Records for the task Block Start

//! `[admin]` section configuration.
//!
//! Settings for the authoring tool that is wired in for development builds.

use super::defaults;
use educe::Educe;
use serde::{Deserialize, Serialize};

/// `[admin]` section in atrium.toml.
///
/// # Example
/// ```toml
/// [admin]
/// route = "admin"    # served at /admin/, API at /admin/api/
/// storage = "local"
/// ```
#[derive(Debug, Clone, Educe, Serialize, Deserialize)]
#[educe(Default)]
#[serde(deny_unknown_fields)]
pub struct AdminConfig {
    /// URL segment the editor and its API are mounted under.
    #[serde(default = "defaults::admin::route")]
    #[educe(Default = defaults::admin::route())]
    pub route: String,

    /// Storage backend. Only `local` (write to the working tree) exists.
    #[serde(default = "defaults::admin::storage")]
    #[educe(Default = defaults::admin::storage())]
    pub storage: String,
}

impl AdminConfig {
    /// Route with surrounding slashes removed.
    pub fn route(&self) -> &str {
        self.route.trim_matches('/')
    }
}

#[cfg(test)]
mod tests {
    use super::super::SiteConfig;

    #[test]
    fn test_admin_config_defaults() {
        let config: SiteConfig = toml::from_str("").unwrap();

        assert_eq!(config.admin.route(), "admin");
        assert_eq!(config.admin.storage, "local");
    }

    #[test]
    fn test_admin_route_trimmed() {
        let config: SiteConfig = toml::from_str("[admin]\nroute = \"/cms/\"").unwrap();
        assert_eq!(config.admin.route(), "cms");
    }
}
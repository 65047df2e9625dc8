//! Build-time content schema registry.
//!
//! Each collection declares the type of its front-matter fields as a JSON
//! Schema. Checking an entry is delegated to the `jsonschema` crate; this
//! module only supplies the declarations and maps failures into
//! [`ContentError::Validation`].
//!
//! The `people` declaration is deliberately looser than the authoring schema:
//! every field is optional so incomplete entries never break a build.

use super::error::{ContentError, Violation};
use jsonschema::Validator;
use serde_json::{Value, json};

/// Name of the people collection.
pub const PEOPLE: &str = "people";

/// Front-matter declaration of the `people` collection.
///
/// Unknown keys are accepted and ignored downstream.
pub fn people_schema() -> Value {
    json!({
        "$schema": "https://json-schema.org/draft/2020-12/schema",
        "title": PEOPLE,
        "type": "object",
        "properties": {
            "name":   { "type": "string" },
            "role":   { "type": "string" },
            "email":  { "type": "string" },
            "avatar": { "type": "string" }
        }
    })
}

/// One compiled collection schema.
pub struct CollectionSchema {
    name: &'static str,
    validator: Validator,
}

impl CollectionSchema {
    /// Compile a declaration.
    pub fn compile(name: &'static str, declaration: Value) -> Result<Self, ContentError> {
        let validator = jsonschema::options()
            .with_draft(jsonschema::Draft::Draft202012)
            .build(&declaration)
            .map_err(|err| ContentError::Schema(name.to_owned(), err.to_string()))?;

        Ok(Self { name, validator })
    }

    pub fn name(&self) -> &'static str {
        self.name
    }

    /// Check one entry's front-matter.
    ///
    /// `entry` identifies the file in the error (usually its slug).
    pub fn validate(&self, entry: &str, value: &Value) -> Result<(), ContentError> {
        let violations: Vec<Violation> = self
            .validator
            .iter_errors(value)
            .map(|err| Violation {
                field: err.instance_path.to_string().trim_start_matches('/').to_owned(),
                message: err.to_string(),
            })
            .collect();

        if violations.is_empty() {
            Ok(())
        } else {
            Err(ContentError::Validation {
                collection: self.name.to_owned(),
                entry: entry.to_owned(),
                violations,
            })
        }
    }
}

/// All collections known to the build.
pub struct Collections {
    schemas: Vec<CollectionSchema>,
}

impl Collections {
    /// Compile every registered collection schema.
    pub fn new() -> Result<Self, ContentError> {
        Ok(Self {
            schemas: vec![CollectionSchema::compile(PEOPLE, people_schema())?],
        })
    }

    pub fn get(&self, name: &str) -> Result<&CollectionSchema, ContentError> {
        self.schemas
            .iter()
            .find(|schema| schema.name == name)
            .ok_or_else(|| ContentError::UnknownCollection(name.to_owned()))
    }

    pub fn names(&self) -> impl Iterator<Item = &'static str> + '_ {
        self.schemas.iter().map(|schema| schema.name)
    }

    /// Validate `value` as an entry of `collection`.
    pub fn validate(&self, collection: &str, entry: &str, value: &Value) -> Result<(), ContentError> {
        self.get(collection)?.validate(entry, value)
    }
}
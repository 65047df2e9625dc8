//! Global config with atomic reload support.
//!
//! Uses `arc-swap` for lock-free reads and atomic config replacement, so the
//! dev server and the watcher always see a consistent `SiteConfig` while
//! `atrium.toml` is being edited.
//!
//! ```text
//!   request handler ──► cfg()            (lock-free load)
//!   watcher         ──► reload_config()  (atomic replace)
//! ```

use super::SiteConfig;
use anyhow::{Context, Result};
use arc_swap::ArcSwap;
use parking_lot::Mutex;
use std::{
    fs,
    sync::{Arc, LazyLock},
};

/// Global config storage, replaced with the loaded config in main.
pub static CONFIG: LazyLock<ArcSwap<SiteConfig>> =
    LazyLock::new(|| ArcSwap::from_pointee(SiteConfig::default()));

/// Hash of the config file content that produced `CONFIG`.
static CONFIG_HASH: Mutex<Option<blake3::Hash>> = Mutex::new(None);

/// Get current config as `Arc<SiteConfig>`.
#[inline]
pub fn cfg() -> Arc<SiteConfig> {
    CONFIG.load_full()
}

/// Initialize global config (called once at startup).
pub fn init_config(config: SiteConfig) {
    if let Ok(content) = fs::read(&config.config_path) {
        *CONFIG_HASH.lock() = Some(blake3::hash(&content));
    }
    CONFIG.store(Arc::new(config));
}

/// Reload config from disk if its content changed.
///
/// Returns `true` when a new config was stored. Readers holding the previous
/// `Arc` keep a valid snapshot.
pub fn reload_config() -> Result<bool> {
    let current = cfg();
    let cli = current
        .cli
        .context("config was not loaded from the command line")?;

    let content = fs::read(&current.config_path)
        .with_context(|| format!("Failed to read {}", current.config_path.display()))?;
    let hash = blake3::hash(&content);

    let mut last = CONFIG_HASH.lock();
    if *last == Some(hash) {
        return Ok(false);
    }

    let config = SiteConfig::load(cli)?;
    config.validate()?;
    CONFIG.store(Arc::new(config));
    *last = Some(hash);

    Ok(true)
}

#[cfg(test)]
mod tests {
    use super::*;
    use crate::cli::Cli;
    use clap::Parser;

    // The only test touching the global handle, so it owns `CONFIG`.
    #[test]
    fn test_reload_only_when_file_changes() {
        let dir = tempfile::tempdir().unwrap();
        let path = dir.path().join("atrium.toml");
        fs::write(&path, "[base]\ntitle = \"First\"\n").unwrap();

        let root = dir.path().to_str().unwrap();
        let cli: &'static Cli = Box::leak(Box::new(
            Cli::try_parse_from(["atrium", "-r", root, "build"]).unwrap(),
        ));
        init_config(SiteConfig::load(cli).unwrap());
        assert_eq!(cfg().base.title, "First");

        // Same bytes: nothing is reloaded.
        assert!(!reload_config().unwrap());
        let before = cfg();

        fs::write(&path, "[base]\ntitle = \"Second\"\n").unwrap();
        assert!(reload_config().unwrap());
        assert_eq!(cfg().base.title, "Second");
        // Earlier snapshots stay valid.
        assert_eq!(before.base.title, "First");

        assert!(!reload_config().unwrap());
    }
}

Records for the task Block End

If a line of the data above holds the string "Mutex", count it, then state only the total.

2